Produce as output only the lines below starting at the line with "Self::default()" and continuing through the line with "pub fn create(&mut", each one exactly as written.

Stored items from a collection
- - -

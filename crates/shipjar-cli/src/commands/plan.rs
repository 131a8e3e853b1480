use std::path::PathBuf;

use shipjar_ops::ops_plan::{self, PublishPlan};
use shipjar_ops::ops_publish::SetupOutcome;
use shipjar_util::errors::ShipjarResult;
use shipjar_util::progress::status_warn;

pub fn exec(project: Option<PathBuf>, json: bool) -> ShipjarResult<()> {
    let dir = super::project_dir(project)?;
    match ops_plan::plan(&dir)? {
        SetupOutcome::Ready(setup) => {
            let plan = PublishPlan::of(&setup)?;
            if json {
                println!("{}", plan.to_json()?);
            } else {
                print!("{}", plan.render());
            }
        }
        SetupOutcome::Skipped { project, platform } => {
            status_warn("Skipping", &format!("{project} ({platform} projects are not published)"));
        }
    }
    Ok(())
}
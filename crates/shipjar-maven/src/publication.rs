//! Maven publications and the per-project publishing container.

use serde::Serialize;

use crate::tasks::{Classifier, TaskGraph, TaskRef};

/// Name of the publication created for single-component platforms.
pub const DEFAULT_MAVEN_PUBLICATION_NAME: &str = "maven";

/// Root publication created by the Kotlin multiplatform plugin.
pub const MULTIPLATFORM_ROOT_PUBLICATION: &str = "kotlinMultiplatform";

/// Upload task for the single `maven` publication.
pub const PUBLISH_MAVEN_TASK: &str = "publishMavenPublicationToMavenRepository";

/// Upload task covering every publication of the project.
pub const PUBLISH_ALL_TASK: &str = "publishAllPublicationsToMavenRepository";

/// Maven coordinates of one publication.
#[derive(Debug, Clone, Default, PartialEq, Eq, Serialize)]
#[serde(rename_all = "kebab-case")]
pub struct Coordinates {
    pub group: String,
    pub artifact_id: String,
    pub version: String,
}

impl std::fmt::Display for Coordinates {
    fn fmt(&self, f: &mut std::fmt::Formatter<'_>) -> std::fmt::Result {
        write!(f, "{}:{}:{}", self.group, self.artifact_id, self.version)
    }
}

/// POM metadata. The XML itself is written by the host.
#[derive(Debug, Clone, Default, PartialEq, Eq, Serialize)]
#[serde(rename_all = "kebab-case")]
pub struct PomSpec {
    pub name: String,
    pub description: String,
    /// Drop the `<dependencies>` block.
    pub strip_dependencies: bool,
}

/// A classified archive attached next to the main artifact.
#[derive(Debug, Clone, PartialEq, Eq, Serialize)]
pub struct Sidecar {
    pub classifier: Classifier,
    pub task: String,
}

/// One Maven publication.
#[derive(Debug, Clone, PartialEq, Eq, Serialize)]
#[serde(rename_all = "kebab-case")]
pub struct Publication {
    pub name: String,
    /// Binary component published from; `None` for host-created publications.
    pub component: Option<String>,
    /// Whether the host created this publication on its own.
    pub host_created: bool,
    pub coordinates: Coordinates,
    pub pom: PomSpec,
    pub artifacts: Vec<Sidecar>,
    #[serde(skip_serializing_if = "Option::is_none")]
    pub signing_key: Option<String>,
}

impl Publication {
    fn new(name: &str, component: Option<&str>, host_created: bool) -> Self {
        Self {
            name: name.to_string(),
            component: component.map(str::to_string),
            host_created,
            coordinates: Coordinates::default(),
            pom: PomSpec::default(),
            artifacts: Vec::new(),
            signing_key: None,
        }
    }

    /// Attach a sidecar, replacing any earlier one with the same classifier.
    pub fn attach(&mut self, classifier: Classifier, task: &str) {
        self.artifacts.retain(|a| a.classifier != classifier);
        self.artifacts.push(Sidecar {
            classifier,
            task: task.to_string(),
        });
    }

    pub fn artifact(&self, classifier: Classifier) -> Option<&Sidecar> {
        self.artifacts.iter().find(|a| a.classifier == classifier)
    }
}

/// Artifact id of a publication.
///
/// Multiplatform target publications are suffixed with their lowercased
/// name; the root and single-component publications use `artifact_id`.
pub fn artifact_id_for(publication: &str, artifact_id: &str, multiplatform: bool) -> String {
    if multiplatform && publication != MULTIPLATFORM_ROOT_PUBLICATION {
        format!("{artifact_id}-{}", publication.to_lowercase())
    } else {
        artifact_id.to_string()
    }
}

/// A project's publications together with the tasks that build them.
#[derive(Debug, Default)]
pub struct Publishing {
    publications: Vec<Publication>,
    pub tasks: TaskGraph,
}

impl Publishing {
    pub fn new() -> Self {
        Self::default()
    }

    /// Start from the publications the host already created.
    pub fn with_host_publications(names: &[String]) -> Self {
        Self {
            publications: names
                .iter()
                .map(|name| Publication::new(name, None, true))
                .collect(),
            tasks: TaskGraph::new(),
        }
    }

    /// Create the publication `name` from `component`, or return the existing one.
    pub fn create(&mut self, name: &str, component: &str) -> &mut Publication {
        let pos = match self.publications.iter().position(|p| p.name == name) {
            Some(pos) => {
                tracing::debug!(publication = name, "publication already exists");
                pos
            }
            None => {
                tracing::debug!(publication = name, component, "creating publication");
                self.publications
                    .push(Publication::new(name, Some(component), false));
                self.publications.len() - 1
            }
        };
        let publication = &mut self.publications[pos];
        publication.component = Some(component.to_string());
        publication
    }

    /// Attach the output of `task` to `publication` under `classifier`.
    pub fn attach(&mut self, publication: &str, classifier: Classifier, task: TaskRef) {
        let name = self.tasks.spec(task).name.clone();
        if let Some(p) = self.publications.iter_mut().find(|p| p.name == publication) {
            p.attach(classifier, &name);
        }
    }

    pub fn publications(&self) -> &[Publication] {
        &self.publications
    }

    pub fn publications_mut(&mut self) -> &mut [Publication] {
        &mut self.publications
    }

    pub fn get(&self, name: &str) -> Option<&Publication> {
        self.publications.iter().find(|p| p.name == name)
    }

    pub fn len(&self) -> usize {
        self.publications.len()
    }

    pub fn is_empty(&self) -> bool {
        self.publications.is_empty()
    }
}
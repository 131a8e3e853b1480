use shipjar_util::strings::{capitalize, is_blank, or_if_blank};

#[test]
fn capitalize_first_letter_only() {
    assert_eq!(capitalize("release"), "Release");
    assert_eq!(capitalize("myLib"), "MyLib");
    assert_eq!(capitalize("Core"), "Core");
    assert_eq!(capitalize(""), "");
}

#[test]
fn blank_detection_trims_whitespace() {
    assert!(is_blank(""));
    assert!(is_blank("   \t"));
    assert!(!is_blank(" x "));
}

#[test]
fn or_if_blank_prefers_value() {
    assert_eq!(
        or_if_blank("set", || Some("fallback".to_string())),
        Some("set".to_string())
    );
    assert_eq!(
        or_if_blank("  ", || Some("fallback".to_string())),
        Some("fallback".to_string())
    );
    assert_eq!(or_if_blank("", || None), None);
}
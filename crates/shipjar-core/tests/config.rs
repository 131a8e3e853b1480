use std::collections::BTreeMap;

use shipjar_core::config::PublishConfig;
use shipjar_core::project::{Project, ProjectIdentity};
use shipjar_core::properties::FallbackSources;
use shipjar_util::errors::ShipjarError;

fn project(group: &str, version: &str) -> Project {
    let mut p = Project::new("core", "/work/app/core");
    p.group = group.to_string();
    p.version = version.to_string();
    p
}

fn with_root(mut p: Project, root_name: &str, root_group: &str) -> Project {
    p.ancestors.push(ProjectIdentity {
        name: root_name.to_string(),
        group: root_group.to_string(),
        dir: "/work/app".into(),
    });
    p
}

fn repo_properties() -> FallbackSources {
    let mut props = BTreeMap::new();
    props.insert("REPO_USER".to_string(), "deployer".to_string());
    props.insert("REPO_PASSWORD".to_string(), "s3cret".to_string());
    props.insert(
        "REPO_RELEASE_URL".to_string(),
        "https://nexus.example.com/releases".to_string(),
    );
    props.insert(
        "REPO_SNAPSHOT_URL".to_string(),
        "https://nexus.example.com/snapshots".to_string(),
    );
    FallbackSources::new(props, BTreeMap::new())
}

fn expect_config_error(result: Result<impl std::fmt::Debug, ShipjarError>) -> String {
    match result {
        Err(ShipjarError::Configuration { message }) => message,
        other => panic!("expected Configuration error, got {other:?}"),
    }
}

#[test]
fn user_values_take_priority() {
    let cfg = PublishConfig {
        group: "com.user".to_string(),
        artifact_id: "custom".to_string(),
        version: "3.0.0".to_string(),
        user_name: "me".to_string(),
        password: "pw".to_string(),
        release_repo_url: "https://repo.user/releases".to_string(),
        ..PublishConfig::default()
    };
    let resolved = cfg.resolve(&project("com.project", "1.0.0"), &repo_properties()).unwrap();

    assert_eq!(resolved.group, "com.user");
    assert_eq!(resolved.artifact_id, "custom");
    assert_eq!(resolved.version, "3.0.0");
    assert_eq!(resolved.user_name, "me");
    assert_eq!(resolved.password, "pw");
    assert_eq!(resolved.release_repo_url, "https://repo.user/releases");
    assert_eq!(resolved.snapshot_repo_url, "https://nexus.example.com/snapshots");
}

#[test]
fn blank_fields_default_from_project_and_properties() {
    let resolved = PublishConfig::default()
        .resolve(&project("com.example", "1.0.0"), &repo_properties())
        .unwrap();

    assert_eq!(resolved.group, "com.example");
    assert_eq!(resolved.artifact_id, "core");
    assert_eq!(resolved.version, "1.0.0");
    assert_eq!(resolved.user_name, "deployer");
    assert_eq!(resolved.password, "s3cret");
    assert_eq!(resolved.coordinate(), "com.example:core:1.0.0");
}

#[test]
fn whitespace_only_values_count_as_blank() {
    let cfg = PublishConfig {
        group: "   ".to_string(),
        ..PublishConfig::default()
    };
    let resolved = cfg
        .resolve(&project("com.example", "1.0.0-LOCAL"), &FallbackSources::default())
        .unwrap();
    assert_eq!(resolved.group, "com.example");
}

#[test]
fn group_comes_from_nearest_ancestor() {
    let mut p = project("", "1.0.0-LOCAL");
    p.ancestors.push(ProjectIdentity {
        name: "libs".to_string(),
        group: "com.example.libs".to_string(),
        dir: "/work/app/libs".into(),
    });
    let p = with_root(p, "app", "com.example");

    let resolved = PublishConfig::default()
        .resolve(&p, &FallbackSources::default())
        .unwrap();
    assert_eq!(resolved.group, "com.example.libs");
}

#[test]
fn implicit_root_name_groups_are_skipped() {
    let mut p = project("app.core", "1.0.0-LOCAL");
    p.ancestors.push(ProjectIdentity {
        name: "libs".to_string(),
        group: "app".to_string(),
        dir: "/work/app/libs".into(),
    });
    let p = with_root(p, "app", "org.example");

    let resolved = PublishConfig::default()
        .resolve(&p, &FallbackSources::default())
        .unwrap();
    assert_eq!(resolved.group, "org.example");
}

#[test]
fn missing_group_everywhere_fails_naming_group() {
    let p = with_root(project("", "1.0.0-LOCAL"), "app", "");
    let message = expect_config_error(PublishConfig::default().resolve(&p, &FallbackSources::default()));
    assert!(message.contains("group"), "got: {message}");
}

#[test]
fn missing_version_fails() {
    let message = expect_config_error(
        PublishConfig::default().resolve(&project("com.example", ""), &repo_properties()),
    );
    assert!(message.contains("version"), "got: {message}");
}

#[test]
fn unspecified_sentinel_counts_as_missing_version() {
    let message = expect_config_error(
        PublishConfig::default().resolve(&project("com.example", "unspecified"), &repo_properties()),
    );
    assert!(message.contains("unspecified version"), "got: {message}");
}

#[test]
fn local_version_never_requires_credentials() {
    let cfg = PublishConfig {
        version: "1.0.0-LOCAL".to_string(),
        ..PublishConfig::default()
    };
    let resolved = cfg
        .resolve(&project("com.example", ""), &FallbackSources::default())
        .unwrap();
    assert!(resolved.user_name.is_empty());
    assert!(resolved.password.is_empty());
    assert!(resolved.release_repo_url.is_empty());
}

#[test]
fn local_version_leaves_repository_fields_as_is() {
    let cfg = PublishConfig {
        version: "1.0.0-LOCAL".to_string(),
        user_name: "kept".to_string(),
        ..PublishConfig::default()
    };
    let resolved = cfg.resolve(&project("com.example", ""), &repo_properties()).unwrap();
    assert_eq!(resolved.user_name, "kept");
    assert!(resolved.password.is_empty());
}

#[test]
fn release_without_any_repository_settings_fails() {
    let cfg = PublishConfig {
        version: "2.0.0".to_string(),
        ..PublishConfig::default()
    };
    let message = expect_config_error(
        cfg.resolve(&project("com.example", ""), &FallbackSources::default()),
    );
    assert!(message.contains("userName"), "got: {message}");
    assert!(message.contains("password"), "got: {message}");
    assert!(message.contains("releaseRepoUrl"), "got: {message}");
}

#[test]
fn snapshot_url_alone_satisfies_validation() {
    let cfg = PublishConfig {
        version: "2.0.0-SNAPSHOT".to_string(),
        user_name: "u".to_string(),
        password: "p".to_string(),
        snapshot_repo_url: "https://repo/snapshots".to_string(),
        ..PublishConfig::default()
    };
    assert!(cfg
        .resolve(&project("com.example", ""), &FallbackSources::default())
        .is_ok());
}

#[test]
fn missing_password_only_names_password() {
    let cfg = PublishConfig {
        version: "2.0.0".to_string(),
        user_name: "u".to_string(),
        release_repo_url: "https://repo/releases".to_string(),
        ..PublishConfig::default()
    };
    let message = expect_config_error(
        cfg.resolve(&project("com.example", ""), &FallbackSources::default()),
    );
    assert!(message.ends_with("password"), "got: {message}");
}

#[test]
fn ossrh_environment_fills_credentials_after_properties() {
    let mut env = BTreeMap::new();
    env.insert("OSSRH_USERNAME".to_string(), "ossrh-user".to_string());
    env.insert("OSSRH_PASSWORD".to_string(), "ossrh-pass".to_string());
    let mut props = BTreeMap::new();
    props.insert("REPO_USER".to_string(), "prop-user".to_string());
    props.insert("REPO_RELEASE_URL".to_string(), "https://repo/releases".to_string());
    let sources = FallbackSources::new(props, env);

    let resolved = PublishConfig::default()
        .resolve(&project("com.example", "1.0.0"), &sources)
        .unwrap();
    assert_eq!(resolved.user_name, "prop-user");
    assert_eq!(resolved.password, "ossrh-pass");
}

#[test]
fn resolve_is_idempotent() {
    let sources = repo_properties();
    let inputs = vec![
        (PublishConfig::default(), project("com.example", "1.0.0")),
        (PublishConfig::default(), project("com.example", "1.0.0-SNAPSHOT")),
        (PublishConfig::default(), project("com.example", "1.0.0-LOCAL")),
        (
            PublishConfig {
                artifact_id: "renamed".to_string(),
                description: "desc".to_string(),
                pack_source_code: false,
                ..PublishConfig::default()
            },
            with_root(project("", "0.1.0"), "app", "org.example"),
        ),
    ];

    for (cfg, p) in inputs {
        let once = cfg.resolve(&p, &sources).unwrap();
        let twice = once.clone().into_inner().resolve(&p, &sources).unwrap();
        assert_eq!(once, twice);
    }
}
//! Core data types for shipjar.
//!
//! This crate defines what the publication engine reasons about: the host
//! project model read from `shipjar.toml`, the fallback sources used to fill
//! in publish options, platform classification, version suffixes, and the
//! option resolver that turns user configuration into a frozen publish
//! configuration.
//!
//! This crate is intentionally free of async code and network I/O.

/// File name of the per-project description.
pub const MANIFEST_FILE: &str = "shipjar.toml";

pub mod config;
pub mod manifest;
pub mod platform;
pub mod project;
pub mod properties;
pub mod version;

- - -

### Response for this exercise:
        Self::default()
    }

    /// Start from the publications the host already created.
    pub fn with_host_publications(names: &[String]) -> Self {
        Self {
            publications: names
                .iter()
                .map(|name| Publication::new(name, None, true))
                .collect(),
            tasks: TaskGraph::new(),
        }
    }

    /// Create the publication `name` from `component`, or return the existing one.
    pub fn create(&mut self, name: &str, component: &str) -> &mut Publication {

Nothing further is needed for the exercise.